Little is known about the regulation of 5-hydroxytryptamine1B (5-HT1B) receptors, a putative terminal autoreceptor in the central nervous system. We studied the regional responses of [125I]iodocyanopindolol ([125I]ICYP)-labeled central 5-HT1B sites to chronic treatment with 5-HT agonists and antagonists at a dose of 10 mg/kg/d IP for 30 consecutive days in the rat. In controls, there were 3.4-fold regional differences in Bmax, with a rank order of brainstem > hippocampus > cortex, striatum > spinal cord, and Kas were slightly lower in striatum and spinal cord. RU 24969 significantly reduced Bmax 23 to 63% in cortex, hippocampus, striatum, brainstem, and spinal cord without a change in Ka except for a 1.7-fold increase in cortex and spinal cord.

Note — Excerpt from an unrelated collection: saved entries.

//! Text highlight tool
//!
//! While active, every completed selection becomes a text-highlight (or
//! underline) annotation in the current color. Overlays follow store events
//! whether or not the tool is active. Each drawn highlight offers an action
//! menu anchored to its bounding box.

use std::sync::atomic::{AtomicBool, Ordering};
use std::sync::{Arc, Weak};

use parking_lot::RwLock;
use serde::Serialize;
use serde_json::json;

use crate::annotations::{
    validate_color, Annotation, AnnotationChanges, AnnotationData, AnnotationDraft, AnnotationType,
    HighlightData, UnderlineData,
};
use crate::events::{names, SubscriptionId};
use crate::geometry::{GeometryEngine, Rect};
use crate::selection::{SelectionCapture, SelectionPayload};

use super::sync::OverlaySync;
use super::{excerpt, spawn_task, AnnotationCard, Surface, Tool, ToolButton, ToolContext, ToolError, ToolKind};

/// Colors offered by the action menu, first is the default
pub const HIGHLIGHT_PALETTE: [&str; 5] = ["#ffeb3b", "#4caf50", "#2196f3", "#ff9800", "#e91e63"];

const OWNED: &[AnnotationType] = &[AnnotationType::TextHighlight, AnnotationType::Underline];

/// How new selections are marked
#[derive(Debug, Clone, Copy, PartialEq, Eq, Default, Serialize)]
#[serde(rename_all = "lowercase")]
pub enum HighlightStyle {
    #[default]
    Highlight,
    Underline,
}

/// Entry of a highlight's contextual menu
#[derive(Debug, Clone, PartialEq, Serialize)]
#[serde(tag = "action", content = "value", rename_all = "kebab-case")]
pub enum MenuAction {
    ChangeColor(String),
    Delete,
    JumpToPage,
    Copy,
}

/// Contextual menu of one drawn highlight
#[derive(Debug, Clone, PartialEq, Serialize)]
#[serde(rename_all = "camelCase")]
pub struct ActionMenu {
    pub annotation_id: String,
    pub page_number: u32,
    /// Bounding box of the highlight, page-relative pixels
    pub anchor: Rect,
    pub actions: Vec<MenuAction>,
}

#[derive(Clone)]
pub struct HighlightTool {
    inner: Arc<HighlightInner>,
}

struct HighlightInner {
    active: AtomicBool,
    settings: RwLock<Settings>,
    bound: RwLock<Option<Bound>>,
}

struct Settings {
    color: String,
    style: HighlightStyle,
}

/// State that exists once the tool is initialized
struct Bound {
    context: ToolContext,
    sync: Arc<OverlaySync>,
    capture: Arc<SelectionCapture<dyn Surface>>,
    subscriptions: Vec<SubscriptionId>,
}

impl HighlightTool {
    pub fn new() -> Self {
        Self {
            inner: Arc::new(HighlightInner {
                active: AtomicBool::new(false),
                settings: RwLock::new(Settings {
                    color: HIGHLIGHT_PALETTE[0].to_string(),
                    style: HighlightStyle::default(),
                }),
                bound: RwLock::new(None),
            }),
        }
    }

    pub fn color(&self) -> String {
        self.inner.settings.read().color.clone()
    }

    /// Color for highlights created from now on
    pub fn set_color(&self, color: &str) -> Result<(), ToolError> {
        validate_color(color)?;
        self.inner.settings.write().color = color.to_string();
        Ok(())
    }

    pub fn style(&self) -> HighlightStyle {
        self.inner.settings.read().style
    }

    pub fn set_style(&self, style: HighlightStyle) {
        self.inner.settings.write().style = style;
    }

    pub fn engine(&self) -> Option<Arc<GeometryEngine<dyn Surface>>> {
        self.inner.bound.read().as_ref().map(|b| b.sync.engine().clone())
    }

    pub fn selection_capture(&self) -> Option<Arc<SelectionCapture<dyn Surface>>> {
        self.inner.bound.read().as_ref().map(|b| b.capture.clone())
    }

    fn bound(&self) -> Result<(ToolContext, Arc<OverlaySync>), ToolError> {
        self.inner
            .bound
            .read()
            .as_ref()
            .map(|b| (b.context.clone(), b.sync.clone()))
            .ok_or_else(|| ToolError::NotInitialized(self.name().to_string()))
    }

    fn owned_annotation(&self, context: &ToolContext, id: &str) -> Result<Annotation, ToolError> {
        match context.store.get(id) {
            Some(annotation) if OWNED.contains(&annotation.annotation_type()) => Ok(annotation),
            Some(annotation) => Err(ToolError::InvalidInput(format!(
                "{} is a {} annotation",
                id,
                annotation.annotation_type()
            ))),
            None => Err(ToolError::Store(crate::store::StoreError::NotFound(id.to_string()))),
        }
    }

    // ========================================================================
    // Operations
    // ========================================================================

    /// Turn a captured selection into a stored annotation
    pub async fn create_from_selection(&self, selection: &SelectionPayload) -> Result<Annotation, ToolError> {
        let (context, _) = self.bound()?;
        let (color, style) = {
            let settings = self.inner.settings.read();
            (settings.color.clone(), settings.style)
        };

        let data = match style {
            HighlightStyle::Highlight => AnnotationData::TextHighlight(HighlightData {
                selected_text: selection.text.clone(),
                text_ranges: selection.text_ranges.clone(),
                color,
                line_rects: selection.line_rects.clone(),
            }),
            HighlightStyle::Underline => AnnotationData::Underline(UnderlineData {
                selected_text: selection.text.clone(),
                text_ranges: selection.text_ranges.clone(),
                color,
                line_rects: selection.line_rects.clone(),
                thickness: context.config.highlight.underline_thickness,
            }),
        };

        let annotation = context
            .store
            .create(AnnotationDraft::new(selection.page_number, data))
            .await?;
        Ok(annotation)
    }

    /// Recolor a highlight on screen at once, then persist the change
    pub async fn update_highlight_color(&self, id: &str, color: &str) -> Result<Annotation, ToolError> {
        validate_color(color)?;
        let (context, sync) = self.bound()?;
        self.owned_annotation(&context, id)?;

        sync.engine().update_color(id, color);
        let updated = context.store.update(id, AnnotationChanges::color(color)).await?;
        Ok(updated)
    }

    /// Remove a highlight's overlay and delete it from the store
    pub async fn delete_highlight(&self, id: &str) -> Result<bool, ToolError> {
        let (context, sync) = self.bound()?;
        self.owned_annotation(&context, id)?;

        sync.engine().remove(id);
        Ok(context.store.delete(id).await)
    }

    /// Redraw every owned annotation; returns how many were drawn
    pub fn render_existing(&self) -> Result<usize, ToolError> {
        let (_, sync) = self.bound()?;
        Ok(sync.sync_all())
    }

    /// Menu for a drawn highlight, `None` when it is not on screen
    pub fn action_menu(&self, id: &str) -> Option<ActionMenu> {
        let (_, sync) = self.bound().ok()?;
        let record = sync.engine().record(id)?;

        let mut actions: Vec<MenuAction> = HIGHLIGHT_PALETTE
            .iter()
            .filter(|c| !c.eq_ignore_ascii_case(&record.color))
            .map(|c| MenuAction::ChangeColor(c.to_string()))
            .collect();
        actions.extend([MenuAction::Delete, MenuAction::JumpToPage, MenuAction::Copy]);

        Some(ActionMenu {
            annotation_id: record.annotation_id,
            page_number: record.page_number,
            anchor: record.bounding_box,
            actions,
        })
    }

    /// Run a menu action
    pub async fn perform(&self, id: &str, action: MenuAction) -> Result<(), ToolError> {
        let (context, _) = self.bound()?;
        match action {
            MenuAction::ChangeColor(color) => {
                self.update_highlight_color(id, &color).await?;
            }
            MenuAction::Delete => {
                self.delete_highlight(id).await?;
            }
            MenuAction::JumpToPage => {
                let annotation = self.owned_annotation(&context, id)?;
                context.bus.emit_global(
                    names::NAVIGATION_GOTO_REQUESTED,
                    json!({ "pageNumber": annotation.page_number(), "annotationId": id }),
                );
            }
            MenuAction::Copy => {
                let annotation = self.owned_annotation(&context, id)?;
                let text = annotation.data().selected_text().unwrap_or_default();
                context
                    .bus
                    .emit_global(names::CLIPBOARD_COPY_REQUESTED, json!({ "text": text }));
            }
        }
        Ok(())
    }
}

impl Default for HighlightTool {
    fn default() -> Self {
        Self::new()
    }
}

/// Create an annotation from a `selection:completed` payload when active
fn on_selection(weak: &Weak<HighlightInner>, payload: &serde_json::Value) {
    let inner = match weak.upgrade() {
        Some(inner) => inner,
        None => return,
    };
    if !inner.active.load(Ordering::SeqCst) {
        return;
    }

    let selection: SelectionPayload = match serde_json::from_value(payload.clone()) {
        Ok(selection) => selection,
        Err(e) => {
            tracing::warn!("Ignoring malformed selection: {}", e);
            return;
        }
    };

    let tool = HighlightTool { inner };
    spawn_task(names::SELECTION_COMPLETED, async move {
        match tool.create_from_selection(&selection).await {
            Ok(annotation) => {
                tracing::debug!("Highlighted \"{}\" on page {}", selection.text, annotation.page_number());
                if let Ok((context, _)) = tool.bound() {
                    context.surface.clear_selection();
                }
            }
            Err(e) => tracing::warn!("Failed to create highlight: {}", e),
        }
    });
}

impl Tool for HighlightTool {
    fn kind(&self) -> ToolKind {
        ToolKind::Highlight
    }

    fn name(&self) -> &str {
        "highlight"
    }

    fn display_name(&self) -> &str {
        "Highlight"
    }

    fn icon(&self) -> &str {
        "highlighter"
    }

    fn version(&self) -> &str {
        "1.0.0"
    }

    fn dependencies(&self) -> Vec<String> {
        vec!["annotation-store".to_string(), "render-surface".to_string()]
    }

    fn initialize(&self, context: &ToolContext) -> Result<(), ToolError> {
        if self.inner.bound.read().is_some() {
            return Ok(());
        }
        self.set_color(&context.config.highlight.default_color)?;

        let sync = Arc::new(OverlaySync::new(
            OWNED,
            Arc::new(context.geometry_engine()),
            context.store.clone(),
        ));
        let mut subscriptions = sync.subscribe(&context.bus);

        let weak = Arc::downgrade(&self.inner);
        subscriptions.push(
            context
                .bus
                .on(names::SELECTION_COMPLETED, move |event| on_selection(&weak, &event.payload)),
        );

        let capture = Arc::new(SelectionCapture::new(
            context.surface.clone(),
            context.bus.clone(),
            context.config.geometry.merge(),
            context.config.selection.settle_delay,
        ));

        sync.sync_all();
        *self.inner.bound.write() = Some(Bound {
            context: context.clone(),
            sync,
            capture,
            subscriptions,
        });
        Ok(())
    }

    fn activate(&self) -> Result<(), ToolError> {
        self.bound()?;
        self.inner.active.store(true, Ordering::SeqCst);
        Ok(())
    }

    fn deactivate(&self) {
        self.inner.active.store(false, Ordering::SeqCst);
    }

    fn is_active(&self) -> bool {
        self.inner.active.load(Ordering::SeqCst)
    }

    fn create_tool_button(&self) -> ToolButton {
        ToolButton {
            name: self.name().to_string(),
            label: self.display_name().to_string(),
            icon: self.icon().to_string(),
            active: self.is_active(),
        }
    }

    fn create_annotation_card(&self, annotation: &Annotation) -> Option<AnnotationCard> {
        if !OWNED.contains(&annotation.annotation_type()) {
            return None;
        }
        let title = match annotation.annotation_type() {
            AnnotationType::Underline => "Underline",
            _ => "Highlight",
        };
        Some(AnnotationCard {
            annotation_id: annotation.id().to_string(),
            tool: self.kind(),
            page_number: annotation.page_number(),
            title: title.to_string(),
            excerpt: excerpt(annotation.data().selected_text().unwrap_or_default(), 120),
            color: annotation.color().map(str::to_string),
            comment_count: annotation.comments().len(),
        })
    }

    fn destroy(&self) {
        self.deactivate();
        let bound = self.inner.bound.write().take();
        if let Some(bound) = bound {
            for id in bound.subscriptions {
                bound.context.bus.off(id);
            }
            bound.sync.engine().clear();
        }
    }
}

The putative 5-HT1B agonist (m-trifluoromethyl-phenylpiperazine (TFMPP), but not [1-(3-chlorophenyl)piperazine] (m-CPP) or the 5-HT1B antagonists pindolol or quipazine, reduced the Bmax of cortical 5-HT1B sites (-16%). Chronic treatment with the 5-HT antagonists methysergide, pindolol, propranolol, ritanserin, metergoline, or methiothepin did not significantly affect striatal Bmax or Kd compared to respective vehicles. The data demonstrate significant changes in maximum number of 5-HT1B receptors in response to chronic agonist but not antagonist treatments at the dose studied.